Von größeren Verlusten in den letzten Jahrhunderten verschont, gehören heute knapp 400 mittelalterliche und 450 frühneuzeitliche Handschriften ebenso zum Bestand der auch in den sich anschließenden Jahrhunderten systematisch erweiterten Sammlung wie auch ungefähr 400 Inkunabeln und rund 30.000 Drucke des 16. bis 18. Jahrhunderts. Hervorzuheben ist die Geschlossenheit der historisch gewachsenen Bestände. Das gilt insbesondere für die Sammlungsteile mit Drucken des 16. und 17. Jahrhunderts. Im Falle der Drucke des 16. Jahrhunderts aus der Sammlung Pflugs werden sie um den reformationsgeschichtlich bedeutsamen schriftlichen Nachlass des letzten Naumburger Bischofs erweitert. Herausragende Stücke sind, um nur einige Beispiele hier folgen zu lassen, die Fragmente der Zeitzer Ostertafel aus dem 5. Jahrhundert, ein lateinisch-althochdeutsche Beichte des frühen 9. Jahrhundert oder die einzigartige Ptolemaeus-Handschrift von 1477 mit der Zeitzer Weltkarte. Besondere Erwähnung verdient auch die umfangreiche Kartensammlung des 17. und 18. Jahrhunderts.

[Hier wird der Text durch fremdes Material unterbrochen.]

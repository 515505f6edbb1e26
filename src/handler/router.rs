//! Request dispatch module
//!
//! Entry point for HTTP request processing: method validation, static file
//! dispatch, and the header finalization applied to every response.

use crate::config::AppState;
use crate::handler::static_files;
use crate::http;
use crate::logger::{self, AccessLogEntry};
use http_body_util::Full;
use hyper::body::{Body, Bytes};
use hyper::header::{
    HeaderMap, HeaderName, HeaderValue, ACCESS_CONTROL_ALLOW_ORIGIN, CACHE_CONTROL,
    IF_MODIFIED_SINCE, REFERER, SERVER, USER_AGENT,
};
use hyper::http::request::Parts;
use hyper::{Method, Request, Response, Version};
use std::convert::Infallible;
use std::net::SocketAddr;
use std::sync::Arc;
use std::time::Instant;

/// Request context encapsulating information needed for request processing
#[derive(Debug, Clone)]
pub struct RequestContext<'a> {
    pub method: Method,
    /// Raw URL path, still percent-encoded, without the query string
    pub path: &'a str,
    pub query: Option<&'a str>,
    pub is_head: bool,
    pub if_modified_since: Option<String>,
}

impl<'a> RequestContext<'a> {
    pub fn new(method: Method, path: &'a str) -> Self {
        let is_head = method == Method::HEAD;
        Self {
            method,
            path,
            query: None,
            is_head,
            if_modified_since: None,
        }
    }

    fn from_parts(parts: &'a Parts) -> Self {
        let mut ctx = Self::new(parts.method.clone(), parts.uri.path());
        ctx.query = parts.uri.query();
        ctx.if_modified_since = header_string(&parts.headers, &IF_MODIFIED_SINCE);
        ctx
    }
}

/// Main entry point for HTTP request handling
///
/// The request body is never read; GET and HEAD carry none.
pub async fn handle_request<B>(
    req: Request<B>,
    state: Arc<AppState>,
    peer_addr: SocketAddr,
) -> Result<Response<Full<Bytes>>, Infallible> {
    let started = Instant::now();
    let (parts, _body) = req.into_parts();

    let ctx = RequestContext::from_parts(&parts);
    let response = respond(&ctx, &state).await;

    if state.access_log_enabled() {
        log_access(&parts, &response, peer_addr, started, &state);
    }

    Ok(response)
}

/// Produce the finished response for a request
pub async fn respond(ctx: &RequestContext<'_>, state: &AppState) -> Response<Full<Bytes>> {
    let response = match check_http_method(&ctx.method) {
        Some(resp) => resp,
        None => match static_files::serve(ctx, state.root()).await {
            Ok(resp) => resp,
            Err(err) => err.into_response(),
        },
    };

    finalize_response(response, ctx.is_head, &state.config.http.server_name)
}

/// Check HTTP method and return appropriate response for non-GET/HEAD methods
fn check_http_method(method: &Method) -> Option<Response<Full<Bytes>>> {
    match *method {
        Method::GET | Method::HEAD => None,
        Method::OPTIONS => Some(http::build_options_response()),
        _ => Some(super::ServeError::MethodNotAllowed(method.clone()).into_response()),
    }
}

/// Append the headers every response carries and strip HEAD bodies
///
/// `insert` replaces, so each injected header appears exactly once even if a
/// builder already set it. HEAD keeps the GET headers, `Content-Length`
/// included, with an empty body.
fn finalize_response(
    mut response: Response<Full<Bytes>>,
    is_head: bool,
    server_name: &str,
) -> Response<Full<Bytes>> {
    let headers = response.headers_mut();
    headers.insert(ACCESS_CONTROL_ALLOW_ORIGIN, HeaderValue::from_static("*"));
    headers.insert(CACHE_CONTROL, HeaderValue::from_static("no-cache"));
    if let Ok(server) = HeaderValue::from_str(server_name) {
        headers.insert(SERVER, server);
    }

    if is_head {
        response.map(|_| Full::new(Bytes::new()))
    } else {
        response
    }
}

fn log_access(
    parts: &Parts,
    response: &Response<Full<Bytes>>,
    peer_addr: SocketAddr,
    started: Instant,
    state: &AppState,
) {
    let mut entry = AccessLogEntry::new(
        peer_addr.ip().to_string(),
        parts.method.to_string(),
        parts.uri.path().to_string(),
    );
    entry.query = parts.uri.query().map(ToString::to_string);
    entry.http_version = version_label(parts.version).to_string();
    entry.status = response.status().as_u16();
    entry.body_bytes = response
        .body()
        .size_hint()
        .exact()
        .and_then(|n| usize::try_from(n).ok())
        .unwrap_or(0);
    entry.referer = header_string(&parts.headers, &REFERER);
    entry.user_agent = header_string(&parts.headers, &USER_AGENT);
    entry.request_time_us = u64::try_from(started.elapsed().as_micros()).unwrap_or(u64::MAX);

    logger::log_access(&entry, &state.config.logging.access_log_format);
}

fn header_string(headers: &HeaderMap, name: &HeaderName) -> Option<String> {
    headers
        .get(name)
        .and_then(|v| v.to_str().ok())
        .map(ToString::to_string)
}

const fn version_label(version: Version) -> &'static str {
    match version {
        Version::HTTP_09 => "0.9",
        Version::HTTP_10 => "1.0",
        Version::HTTP_2 => "2",
        Version::HTTP_3 => "3",
        _ => "1.1",
    }
}
//! Signal handling module
//!
//! Supported signals:
//! - SIGINT:  Graceful shutdown (Ctrl+C)
//! - SIGTERM: Graceful shutdown

use std::sync::Arc;
use tokio::sync::Notify;

/// Start signal handlers (Unix)
///
/// Registers SIGINT and SIGTERM, then spawns a task that notifies
/// `shutdown` on the first one received. Registration errors are returned
/// instead of surfacing later inside the task.
#[cfg(unix)]
pub fn start_signal_handler(shutdown: Arc<Notify>) -> std::io::Result<()> {
    use tokio::signal::unix::{signal, SignalKind};

    let mut sigint = signal(SignalKind::interrupt())?;
    let mut sigterm = signal(SignalKind::terminate())?;

    tokio::spawn(async move {
        tokio::select! {
            _ = sigint.recv() => println!("\n[SIGNAL] SIGINT received (Ctrl+C), shutting down..."),
            _ = sigterm.recv() => println!("\n[SIGNAL] SIGTERM received, shutting down..."),
        }
        // notify_one stores a permit if the accept loop isn't waiting yet
        shutdown.notify_one();
    });

    Ok(())
}

/// Windows fallback - only handles Ctrl+C
#[cfg(not(unix))]
pub fn start_signal_handler(shutdown: Arc<Notify>) -> std::io::Result<()> {
    tokio::spawn(async move {
        if let Ok(()) = tokio::signal::ctrl_c().await {
            println!("\n[SIGNAL] Ctrl+C received, shutting down...");
            shutdown.notify_one();
        }
    });

    Ok(())
}
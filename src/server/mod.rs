//! Server module entry point
//!
//! Listener creation, connection handling, accept loop and signal handling

pub mod connection;
pub mod listener;
pub mod signal;

// `loop` is a keyword, so the module is exposed as server_loop
#[path = "loop.rs"]
pub mod server_loop;

// Re-export commonly used items
pub use listener::create_listener;
pub use server_loop::start_server_loop;
pub use signal::start_signal_handler;
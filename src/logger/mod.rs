//! Logger module
//!
//! Provides logging utilities for the file server including:
//! - Startup banner
//! - Access logging with multiple formats
//! - Error and warning logging
//! - File-based logging support

mod format;
pub mod writer;

pub use format::AccessLogEntry;

use crate::config::Config;
use std::path::Path;

/// Initialize the logger with configuration
///
/// Should be called once at application startup.
pub fn init(config: &Config) -> std::io::Result<()> {
    writer::init(
        config.logging.access_log_file.as_deref(),
        config.logging.error_log_file.as_deref(),
    )
}

/// Write to error log
fn write_error(message: &str) {
    match writer::get() {
        Some(w) => w.write_error(message),
        None => eprintln!("{message}"),
    }
}

/// Write to access log specifically
fn write_access(message: &str) {
    match writer::get() {
        Some(w) => w.write_access(message),
        None => println!("{message}"),
    }
}

/// Print the startup banner
///
/// Always goes to stdout, regardless of where the access log is written.
pub fn log_server_start(port: u16, root: &Path) {
    print!("{}", startup_banner(port, root));
}

/// Startup banner text, one entry per line including the trailing blank line
fn startup_banner(port: u16, root: &Path) -> String {
    format!(
        "✅ Server running at http://localhost:{port}/\n\
         ✅ App (redirect): http://localhost:{port}/index.html\n\
         ✅ Dashboard: http://localhost:{port}/core/index.html\n\
         ✅ Sign-in: http://localhost:{port}/core/sign-in.html\n\
         📁 Serving directory: {}\n\
         \n\
         Press Ctrl+C to stop the server\n\
         \n",
        root.display()
    )
}

pub fn log_server_stopped() {
    println!("Server stopped");
}

pub fn log_connection_error(err: &impl std::fmt::Debug) {
    write_error(&format!("[ERROR] Failed to serve connection: {err:?}"));
}

pub fn log_error(message: &str) {
    write_error(&format!("[ERROR] {message}"));
}

pub fn log_warning(message: &str) {
    write_error(&format!("[WARN] {message}"));
}

/// Log formatted access log entry
pub fn log_access(entry: &AccessLogEntry, format: &str) {
    write_access(&entry.format(format));
}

Im Mai 2005 wurde die am alten Standort akut bedrohte Sammlung einschließlich ihrer Archivbestände nach umfangreichen baulichen Vorbereitungen geschlossen umgesetzt. Notwendig wurde dieser Schritt angesichts gravierender Versäumnisse in der jüngeren Zeit. Die politischen Verhältnisse der letzten acht Jahrzehnte hatten nicht nur dazu, dass die einzigartige Sammlung weitgehend in Vergessenheit geriet. Unzureichende klimatische und sicherheitstechnische Zustände am alten Bibliotheksstandort, denen bereits einzelne Bücher unwiederbringlich zum Opfer gefallen waren, bedrohten den Fortbestand des einzigartigen Bücherschatzes substantiell.

Aufstellung fand die Bibliothek in dem im 17. Jahrhundert errichteten Torhaus des Schlosses Moritzburg in Zeitz, deren historisches Ensemble die Sammlung seither abrundet. Hier hatte die Sammlung bereits im ausgehenden 17. Jahrhundert für kurze Zeit gestanden. Im Zuge der Vorbereitung der Landesgartenschau 2004 war das Gebäude aufwendig saniert worden. In Vorbereitung der Umsetzung der Bestände erfolgte der Einbau einer den aktuellen Standards entsprechenden Sicherheits- sowie Brandschutzanlage, wobei hier, was zur Installierung einer Inergen-Anlage führte, insbesondere den Erfahrungen des Brandes in Weimar Rechnung getragen wurde.